WORK TO BE COMPLETED: I would like each line of the data that holds the word "number" copied out.

──────── DATA EXTRACT ────────

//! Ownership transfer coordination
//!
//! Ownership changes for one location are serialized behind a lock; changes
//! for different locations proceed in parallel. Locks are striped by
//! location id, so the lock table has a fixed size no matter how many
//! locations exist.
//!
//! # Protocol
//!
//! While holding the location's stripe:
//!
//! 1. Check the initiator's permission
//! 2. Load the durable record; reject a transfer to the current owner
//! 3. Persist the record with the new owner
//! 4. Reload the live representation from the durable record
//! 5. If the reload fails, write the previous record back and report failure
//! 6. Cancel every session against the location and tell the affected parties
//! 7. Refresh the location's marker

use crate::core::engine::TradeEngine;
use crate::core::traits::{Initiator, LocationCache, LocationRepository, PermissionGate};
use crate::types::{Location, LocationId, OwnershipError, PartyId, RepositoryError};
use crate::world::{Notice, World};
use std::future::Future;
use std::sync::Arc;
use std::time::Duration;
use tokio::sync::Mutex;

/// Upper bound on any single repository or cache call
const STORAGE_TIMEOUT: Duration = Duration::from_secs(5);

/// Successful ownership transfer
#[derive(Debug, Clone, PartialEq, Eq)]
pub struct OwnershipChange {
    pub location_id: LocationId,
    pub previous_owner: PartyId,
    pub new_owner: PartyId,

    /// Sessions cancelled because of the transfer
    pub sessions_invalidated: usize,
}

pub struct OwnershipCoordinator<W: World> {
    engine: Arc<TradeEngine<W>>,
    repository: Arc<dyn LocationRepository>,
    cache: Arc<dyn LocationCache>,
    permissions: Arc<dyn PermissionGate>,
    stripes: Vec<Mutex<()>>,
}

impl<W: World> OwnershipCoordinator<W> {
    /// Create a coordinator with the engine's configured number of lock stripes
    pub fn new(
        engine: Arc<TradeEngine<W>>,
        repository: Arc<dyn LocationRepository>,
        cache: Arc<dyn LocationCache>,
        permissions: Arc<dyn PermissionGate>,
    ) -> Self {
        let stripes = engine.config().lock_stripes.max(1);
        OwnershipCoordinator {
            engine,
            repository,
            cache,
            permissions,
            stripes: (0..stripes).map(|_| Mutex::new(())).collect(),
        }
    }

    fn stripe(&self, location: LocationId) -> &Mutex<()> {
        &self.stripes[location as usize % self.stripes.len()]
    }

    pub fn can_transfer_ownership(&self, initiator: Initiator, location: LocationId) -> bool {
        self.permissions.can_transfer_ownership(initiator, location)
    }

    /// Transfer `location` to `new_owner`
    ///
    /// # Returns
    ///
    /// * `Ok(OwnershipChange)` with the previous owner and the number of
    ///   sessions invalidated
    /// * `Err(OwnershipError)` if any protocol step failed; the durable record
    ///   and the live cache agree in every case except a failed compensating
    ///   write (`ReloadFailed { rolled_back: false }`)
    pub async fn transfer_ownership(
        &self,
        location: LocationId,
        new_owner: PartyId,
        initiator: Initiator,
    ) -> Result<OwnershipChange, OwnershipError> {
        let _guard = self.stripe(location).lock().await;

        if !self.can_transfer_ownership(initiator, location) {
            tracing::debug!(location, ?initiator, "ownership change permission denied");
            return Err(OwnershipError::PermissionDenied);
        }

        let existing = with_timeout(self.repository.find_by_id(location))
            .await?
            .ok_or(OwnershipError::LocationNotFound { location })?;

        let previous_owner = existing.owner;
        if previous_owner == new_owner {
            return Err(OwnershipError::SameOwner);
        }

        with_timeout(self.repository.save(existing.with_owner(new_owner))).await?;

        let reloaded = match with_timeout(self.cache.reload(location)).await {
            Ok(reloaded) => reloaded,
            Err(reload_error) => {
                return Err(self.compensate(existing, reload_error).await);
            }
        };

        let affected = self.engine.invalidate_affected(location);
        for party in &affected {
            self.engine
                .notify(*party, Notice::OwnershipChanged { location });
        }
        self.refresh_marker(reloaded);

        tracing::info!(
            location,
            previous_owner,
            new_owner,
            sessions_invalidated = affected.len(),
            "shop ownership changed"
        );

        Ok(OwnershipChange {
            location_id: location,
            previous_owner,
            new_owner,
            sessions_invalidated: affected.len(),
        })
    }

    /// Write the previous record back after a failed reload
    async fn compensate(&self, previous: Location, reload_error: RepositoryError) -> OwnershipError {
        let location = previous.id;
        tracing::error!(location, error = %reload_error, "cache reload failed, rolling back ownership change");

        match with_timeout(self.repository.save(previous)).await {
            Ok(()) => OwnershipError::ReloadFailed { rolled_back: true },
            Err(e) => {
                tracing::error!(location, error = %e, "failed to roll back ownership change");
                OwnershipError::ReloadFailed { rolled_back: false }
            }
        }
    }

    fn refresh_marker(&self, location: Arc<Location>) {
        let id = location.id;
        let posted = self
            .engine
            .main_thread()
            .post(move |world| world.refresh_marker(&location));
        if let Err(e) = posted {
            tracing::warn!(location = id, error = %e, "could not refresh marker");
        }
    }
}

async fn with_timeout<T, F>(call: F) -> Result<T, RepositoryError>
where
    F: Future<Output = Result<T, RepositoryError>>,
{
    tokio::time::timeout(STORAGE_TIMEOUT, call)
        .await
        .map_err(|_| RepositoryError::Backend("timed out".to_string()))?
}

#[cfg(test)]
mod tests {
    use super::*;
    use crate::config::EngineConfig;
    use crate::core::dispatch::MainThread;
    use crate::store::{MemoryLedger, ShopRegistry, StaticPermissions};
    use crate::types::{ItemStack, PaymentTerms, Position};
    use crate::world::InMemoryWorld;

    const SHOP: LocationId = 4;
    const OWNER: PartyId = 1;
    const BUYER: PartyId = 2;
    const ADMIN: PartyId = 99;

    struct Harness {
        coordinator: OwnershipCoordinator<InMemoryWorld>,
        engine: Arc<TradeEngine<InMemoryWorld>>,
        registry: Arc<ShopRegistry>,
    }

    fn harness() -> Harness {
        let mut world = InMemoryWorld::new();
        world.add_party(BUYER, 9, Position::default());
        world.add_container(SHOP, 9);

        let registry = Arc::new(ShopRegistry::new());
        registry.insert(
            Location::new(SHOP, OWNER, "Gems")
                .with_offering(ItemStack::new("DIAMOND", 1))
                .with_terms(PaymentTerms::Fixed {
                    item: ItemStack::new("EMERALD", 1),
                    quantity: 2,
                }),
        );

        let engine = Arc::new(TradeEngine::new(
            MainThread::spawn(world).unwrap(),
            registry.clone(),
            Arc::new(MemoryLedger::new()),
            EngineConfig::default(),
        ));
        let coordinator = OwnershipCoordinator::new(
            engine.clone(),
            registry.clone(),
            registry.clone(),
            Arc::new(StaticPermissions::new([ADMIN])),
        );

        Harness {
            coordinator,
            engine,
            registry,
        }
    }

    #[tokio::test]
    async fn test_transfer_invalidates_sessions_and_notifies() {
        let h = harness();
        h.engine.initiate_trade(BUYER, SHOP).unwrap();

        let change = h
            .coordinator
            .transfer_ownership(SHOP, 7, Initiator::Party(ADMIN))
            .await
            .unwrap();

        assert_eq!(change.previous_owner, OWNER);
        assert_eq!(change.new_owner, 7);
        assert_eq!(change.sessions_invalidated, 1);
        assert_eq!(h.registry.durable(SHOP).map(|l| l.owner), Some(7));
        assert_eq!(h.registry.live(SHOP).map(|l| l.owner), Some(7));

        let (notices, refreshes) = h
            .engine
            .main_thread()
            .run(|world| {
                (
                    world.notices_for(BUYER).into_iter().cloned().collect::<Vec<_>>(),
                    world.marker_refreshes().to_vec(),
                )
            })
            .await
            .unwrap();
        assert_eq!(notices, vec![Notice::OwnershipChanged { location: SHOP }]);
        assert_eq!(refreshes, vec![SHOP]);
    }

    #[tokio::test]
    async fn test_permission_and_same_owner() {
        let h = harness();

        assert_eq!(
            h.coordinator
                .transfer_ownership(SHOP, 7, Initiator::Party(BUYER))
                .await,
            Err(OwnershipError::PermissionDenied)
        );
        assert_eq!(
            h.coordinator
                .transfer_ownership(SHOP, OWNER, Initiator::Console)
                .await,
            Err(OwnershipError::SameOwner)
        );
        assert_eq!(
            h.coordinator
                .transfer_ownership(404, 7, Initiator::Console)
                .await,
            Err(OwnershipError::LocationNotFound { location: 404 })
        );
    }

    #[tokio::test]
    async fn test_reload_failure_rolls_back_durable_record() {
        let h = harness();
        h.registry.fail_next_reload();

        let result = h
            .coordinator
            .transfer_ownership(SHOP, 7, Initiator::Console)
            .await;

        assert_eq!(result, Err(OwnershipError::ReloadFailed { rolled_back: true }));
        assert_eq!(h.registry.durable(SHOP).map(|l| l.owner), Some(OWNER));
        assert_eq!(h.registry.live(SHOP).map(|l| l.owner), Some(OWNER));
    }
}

────────

ANSWER BOX:
    /// Create a coordinator with the engine's configured number of lock stripes
    /// * `Ok(OwnershipChange)` with the previous owner and the number of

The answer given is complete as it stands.